Certains avancent qu'il y a déjà assez de problèmes avec le tabac et
l'alcool pour ne pas en rajouterŠ
Au moins, avec le tabac et l'alcool, nous n'avons plus de problèmes de
gangsters ou de crimes commis par les usagers pour pouvoir se procurer des
produits dont les prix ont été artificiellement gonflés. Plus de problèmes
d'impuretés ou de concentration inconnue. Quand on considère les drogues
illicites, les problèmes liés à l'argent dépassent largement le problème
des drogues elles-mêmes.
Pourquoi les Américains s'accrochent-ils à une stratégie si répressive?
Les Américains voient dans l'abus de drogues un «test de moralité». Si les
gens ratent ce test, nous les mettons en prison. Les Européens, et de plus
en plus les Canadiens, sont plus sophistiqués dans leur approche. Ils
réalisent que nous avons à faire à des questions médicales. Pourquoi alors
devrions-nous rendre ces pratiques clandestines? De plus, si l'on considère
la disponibilité actuelle des drogues illicites (nous ne pouvons même pas
les empêcher de rentrer dans nos prisons, alors comment pouvons-nous
raisonnablement espérer les bannir de nos rues, de nos villes et
villages?), elles font beaucoup plus de mal en restant clandestines.
Résultat, les pays européens considèrent de plus en plus les problèmes
d'usage de drogues comme une question médicale et se concentrent sur la
responsabilité individuelle: si quelqu'un conduit une voiture sous
l'influence d'une drogue illicite, c'est un problème judiciaire parce que
cette action affecte la sécurité des autres.
Qui profite réellement de la guerre à la drogue ?
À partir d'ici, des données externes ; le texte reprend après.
//! # Easing 模块
//!
//! 时间扭曲（time warp）函数：把归一化进度 [0,1] 映射为加权后的进度 [0,1]，
//! 用于调整移动过渡的节奏。
//!
//! 只定义三条余弦曲线和恒等映射。宿主渲染器的逐帧插值不在本 crate 范围内，
//! 这里只是**命名数据**，由描述符携带给渲染器。

use serde::{Deserialize, Serialize};
use std::f32::consts::PI;

/// 时间扭曲函数
///
/// `Linear` 表示"未指定曲线"，即恒等映射。
///
/// ## 调用方契约
///
/// `apply` 的入参必须在 [0,1] 内；范围外的行为未定义（不做 clamp）。
#[derive(Debug, Clone, Copy, PartialEq, Eq, Default, Serialize, Deserialize)]
pub enum TimeWarp {
    /// 线性（恒等映射，匀速）
    #[default]
    Linear,
    /// 缓入（先快后慢，减速进入终点）
    EaseIn,
    /// 缓出（先慢后快，加速冲向终点）
    EaseOut,
    /// 缓入缓出（半余弦混合，两头慢中间快）
    EaseInOut,
}

impl TimeWarp {
    /// 计算扭曲后的进度
    ///
    /// # 参数
    /// - `t`: 归一化进度 (0.0 - 1.0)
    ///
    /// # 返回
    /// - 扭曲后的进度值 (0.0 - 1.0)
    pub fn apply(&self, t: f32) -> f32 {
        match self {
            TimeWarp::Linear => t,
            TimeWarp::EaseIn => ((1.0 - t) * PI / 2.0).cos(),
            TimeWarp::EaseOut => 1.0 - (t * PI / 2.0).cos(),
            TimeWarp::EaseInOut => 0.5 - (PI * t).cos() / 2.0,
        }
    }
}
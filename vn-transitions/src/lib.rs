//! # VN Transitions
//!
//! Visual Novel Engine 的过渡预设定义库。
//!
//! ## 架构概述
//!
//! `vn-transitions` 是纯逻辑核心，不依赖任何 IO 或渲染引擎。
//! 它在初始化阶段构造一张**名称 → 过渡描述符**的注册表，
//! 宿主渲染层按名称取出描述符并解释执行：
//!
//! ```text
//! 参数（字面量） ──► 生成器 / 预设脚本 ──► PresetRegistry
//!                                              │
//!                          场景编排代码按名称查找 ──► 宿主渲染器执行
//! ```
//!
//! ## 核心类型
//!
//! - [`TransitionDescriptor`]：声明式的过渡描述符（效果类型 + 参数）
//! - [`MoveFamily`]：移动过渡族生成器（一次产出 9 个命名绑定）
//! - [`PresetRegistry`]：预设注册表，含全部内置预设
//! - [`TimeWarp`]：时间扭曲函数
//! - [`MoveDirection`]：方向标签与方向偏移表
//!
//! ## 使用示例
//!
//! ```ignore
//! use vn_transitions::{MoveFamily, PresetRegistry, TimeWarp};
//!
//! // 内置预设
//! let mut registry = PresetRegistry::with_defaults()?;
//! let dissolve = registry.get("dissolve").unwrap();
//!
//! // 自定义移动过渡族：注册 slow、slowinright、…、slowoutbottom
//! registry.install_move_family(
//!     &MoveFamily::new("slow", 2.0).with_warps(
//!         TimeWarp::EaseInOut,
//!         TimeWarp::EaseIn,
//!         TimeWarp::EaseOut,
//!     ),
//! )?;
//! ```
//!
//! ## 生命周期
//!
//! 构造单线程同步完成，之后所有描述符不可变，可被任意数量的并发读者
//! 无同步地访问。构造错误（[`ConstructionError`]）同步抛出并使初始化
//! 快速失败，不保留部分注册状态。
//!
//! ## 模块结构
//!
//! - [`descriptor`]：描述符数据模型与构造校验
//! - [`easing`]：时间扭曲函数
//! - [`error`]：错误类型
//! - [`generator`]：移动过渡族生成器
//! - [`offset`]：方向标签与偏移表
//! - [`registry`]：预设注册表与内置预设脚本

pub mod descriptor;
pub mod easing;
pub mod error;
pub mod generator;
pub mod offset;
pub mod registry;

pub use descriptor::{
    CropMoveMode, ExtraParams, MoveOverride, PunchAxis, TransitionDescriptor, TransitionKind,
};
pub use easing::TimeWarp;
pub use error::{ConstructionError, TransitionResult};
pub use generator::{DEFAULT_LAYERS, MoveFamily};
pub use offset::{AnchorFraction, DirectionOffset, MoveDirection};
pub use registry::{PresetRegistry, defaults};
Lors de ma récente campagne pour le Sénat, on m'a souvent posé cette
question. Les bénéficiaires sont pour moi au nombre de cinq. 1) Les gros
trafiquants qui tirent chaque année des milliards de dollars de ce
commerce, et ce hors taxe. 2) Les employés du gouvernement qui sont payés
grâce à nos impôts pour combattre ces trafiquants. 3) Les politiciens qui
sont élus et réélus grâce à un discours musclé sur les drogues - pas
intelligent, musclé. 4) Les employés du secteur privé qui profitent de la
hausse de la criminalité, comme ceux qui construisent les prisons et y
travaillent ou ceux qui fabriquent ou vendent des systèmes d'alarme.5) Les
terroristes du monde entier, puisqu'ils se financent presque tous grâce au
trafic de drogues. Ce qui fait de la prohibition des drogues la poule aux
¦ufs d'or du terrorisme.
Regrettez-vous d'avoir pris part à cette guerre ?
Non. J'ai fait ce que je pensais être juste à l'époque. Et je respecte
toujours la loi. Mais je n'ai pas à le faire en silence. J'ai écrit un
livre sur le sujet («Pourquoi notre législation sur les drogues a échoué et
que pouvons-nous y changer. Une mise en cause judiciaire de la guerre à la
drogue» - Temple University, 2001). Si mon livre permet d'approfondir la
discussion sur ce sujet crucial, j'aurais le sentiment d'avoir aidé à
changer cette politique sans espoir.